Task statement: Search the records for the string "struct" and return each line that has it.

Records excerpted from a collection
# # # # #

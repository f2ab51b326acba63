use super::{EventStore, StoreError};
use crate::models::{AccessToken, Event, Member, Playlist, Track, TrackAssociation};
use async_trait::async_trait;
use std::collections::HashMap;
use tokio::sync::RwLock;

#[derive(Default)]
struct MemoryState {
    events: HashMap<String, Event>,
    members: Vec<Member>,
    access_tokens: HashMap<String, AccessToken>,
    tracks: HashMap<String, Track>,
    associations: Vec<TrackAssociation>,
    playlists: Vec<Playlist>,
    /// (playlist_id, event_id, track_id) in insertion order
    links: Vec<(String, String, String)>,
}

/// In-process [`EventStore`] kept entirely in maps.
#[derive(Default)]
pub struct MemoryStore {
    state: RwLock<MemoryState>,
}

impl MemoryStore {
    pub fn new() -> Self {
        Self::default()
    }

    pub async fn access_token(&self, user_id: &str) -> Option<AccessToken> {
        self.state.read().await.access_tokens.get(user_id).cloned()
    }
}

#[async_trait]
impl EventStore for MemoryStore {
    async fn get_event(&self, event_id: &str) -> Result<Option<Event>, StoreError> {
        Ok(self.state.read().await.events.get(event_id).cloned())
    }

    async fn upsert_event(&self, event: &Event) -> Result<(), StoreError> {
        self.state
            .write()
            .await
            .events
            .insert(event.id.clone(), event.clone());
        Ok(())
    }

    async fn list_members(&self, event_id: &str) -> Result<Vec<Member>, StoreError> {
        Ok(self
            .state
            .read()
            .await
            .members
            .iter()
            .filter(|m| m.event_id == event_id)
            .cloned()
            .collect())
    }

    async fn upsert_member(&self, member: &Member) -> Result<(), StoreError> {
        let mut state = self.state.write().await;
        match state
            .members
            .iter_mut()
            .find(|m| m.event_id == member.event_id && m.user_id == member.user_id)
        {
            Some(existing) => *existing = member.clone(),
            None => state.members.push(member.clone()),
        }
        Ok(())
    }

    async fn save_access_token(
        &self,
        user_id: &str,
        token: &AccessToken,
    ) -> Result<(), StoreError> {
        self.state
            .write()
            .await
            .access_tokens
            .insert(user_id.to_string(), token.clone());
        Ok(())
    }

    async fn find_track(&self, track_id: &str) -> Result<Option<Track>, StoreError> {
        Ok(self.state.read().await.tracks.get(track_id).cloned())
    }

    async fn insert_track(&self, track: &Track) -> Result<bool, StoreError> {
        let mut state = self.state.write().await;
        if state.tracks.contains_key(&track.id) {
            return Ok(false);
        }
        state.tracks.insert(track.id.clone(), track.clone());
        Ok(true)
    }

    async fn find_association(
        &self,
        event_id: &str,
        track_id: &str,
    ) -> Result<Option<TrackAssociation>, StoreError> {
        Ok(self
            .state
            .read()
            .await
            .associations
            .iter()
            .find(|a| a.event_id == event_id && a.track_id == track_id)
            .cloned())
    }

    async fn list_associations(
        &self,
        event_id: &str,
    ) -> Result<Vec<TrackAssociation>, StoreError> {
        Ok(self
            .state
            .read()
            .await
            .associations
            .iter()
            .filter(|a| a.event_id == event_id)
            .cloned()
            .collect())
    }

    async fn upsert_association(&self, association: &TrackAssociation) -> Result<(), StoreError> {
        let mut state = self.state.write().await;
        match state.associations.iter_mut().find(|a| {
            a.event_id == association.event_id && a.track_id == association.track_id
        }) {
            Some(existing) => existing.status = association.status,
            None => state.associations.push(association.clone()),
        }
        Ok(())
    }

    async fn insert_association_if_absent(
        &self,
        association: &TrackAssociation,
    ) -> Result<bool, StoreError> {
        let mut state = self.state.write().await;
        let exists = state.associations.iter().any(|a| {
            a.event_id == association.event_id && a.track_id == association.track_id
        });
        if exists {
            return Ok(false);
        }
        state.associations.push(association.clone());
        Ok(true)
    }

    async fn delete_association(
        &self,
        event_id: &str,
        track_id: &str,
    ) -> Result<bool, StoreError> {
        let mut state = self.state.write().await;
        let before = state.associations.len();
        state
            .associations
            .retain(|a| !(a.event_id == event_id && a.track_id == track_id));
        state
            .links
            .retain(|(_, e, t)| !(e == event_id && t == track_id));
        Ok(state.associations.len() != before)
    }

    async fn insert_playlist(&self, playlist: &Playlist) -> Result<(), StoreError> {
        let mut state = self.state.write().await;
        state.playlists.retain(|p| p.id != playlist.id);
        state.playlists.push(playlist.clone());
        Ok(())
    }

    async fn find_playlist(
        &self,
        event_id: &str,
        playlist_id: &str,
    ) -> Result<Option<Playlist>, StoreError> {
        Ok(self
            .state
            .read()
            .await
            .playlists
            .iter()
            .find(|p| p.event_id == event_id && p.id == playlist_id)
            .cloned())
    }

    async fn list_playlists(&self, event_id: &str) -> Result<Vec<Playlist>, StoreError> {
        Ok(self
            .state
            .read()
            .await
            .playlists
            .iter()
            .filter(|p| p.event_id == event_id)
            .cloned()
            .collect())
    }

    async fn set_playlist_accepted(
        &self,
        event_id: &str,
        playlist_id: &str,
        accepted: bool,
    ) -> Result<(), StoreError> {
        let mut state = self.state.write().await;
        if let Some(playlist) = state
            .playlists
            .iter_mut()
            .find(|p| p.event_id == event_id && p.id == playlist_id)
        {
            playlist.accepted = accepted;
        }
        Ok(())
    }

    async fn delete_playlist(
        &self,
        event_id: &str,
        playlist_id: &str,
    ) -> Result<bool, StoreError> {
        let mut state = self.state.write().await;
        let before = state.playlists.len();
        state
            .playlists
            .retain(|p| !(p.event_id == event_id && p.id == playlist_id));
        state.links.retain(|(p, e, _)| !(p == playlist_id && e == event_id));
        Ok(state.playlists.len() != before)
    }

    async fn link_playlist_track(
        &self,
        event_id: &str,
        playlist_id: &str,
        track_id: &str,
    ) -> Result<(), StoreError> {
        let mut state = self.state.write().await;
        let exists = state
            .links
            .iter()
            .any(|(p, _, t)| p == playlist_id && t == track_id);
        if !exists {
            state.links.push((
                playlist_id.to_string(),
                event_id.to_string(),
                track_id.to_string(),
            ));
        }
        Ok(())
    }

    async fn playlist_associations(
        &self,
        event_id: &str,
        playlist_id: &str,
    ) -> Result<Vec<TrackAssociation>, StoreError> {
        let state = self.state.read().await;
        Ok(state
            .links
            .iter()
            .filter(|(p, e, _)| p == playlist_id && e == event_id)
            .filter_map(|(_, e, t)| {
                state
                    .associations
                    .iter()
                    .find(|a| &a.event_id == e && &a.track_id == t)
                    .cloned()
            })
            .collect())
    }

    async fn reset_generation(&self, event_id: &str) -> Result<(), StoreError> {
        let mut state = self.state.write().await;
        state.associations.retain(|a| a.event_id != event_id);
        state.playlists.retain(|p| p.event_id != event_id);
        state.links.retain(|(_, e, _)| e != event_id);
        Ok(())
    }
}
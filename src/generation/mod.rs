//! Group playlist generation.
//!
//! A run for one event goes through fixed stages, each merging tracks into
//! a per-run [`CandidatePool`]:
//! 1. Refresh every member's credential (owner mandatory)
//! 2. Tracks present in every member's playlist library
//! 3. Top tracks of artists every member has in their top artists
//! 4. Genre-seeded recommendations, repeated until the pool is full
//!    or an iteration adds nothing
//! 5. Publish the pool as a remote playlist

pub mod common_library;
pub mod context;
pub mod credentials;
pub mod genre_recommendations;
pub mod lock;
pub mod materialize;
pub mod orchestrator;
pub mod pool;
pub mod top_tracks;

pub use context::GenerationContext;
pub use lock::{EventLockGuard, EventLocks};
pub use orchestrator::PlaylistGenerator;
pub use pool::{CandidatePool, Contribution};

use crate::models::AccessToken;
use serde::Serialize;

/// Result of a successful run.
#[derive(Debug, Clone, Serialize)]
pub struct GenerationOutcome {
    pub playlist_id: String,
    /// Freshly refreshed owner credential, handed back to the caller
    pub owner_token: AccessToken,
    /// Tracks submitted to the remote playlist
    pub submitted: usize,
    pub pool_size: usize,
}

# # # # #

Result:
struct MemoryState {
pub struct MemoryStore {
pub struct GenerationOutcome {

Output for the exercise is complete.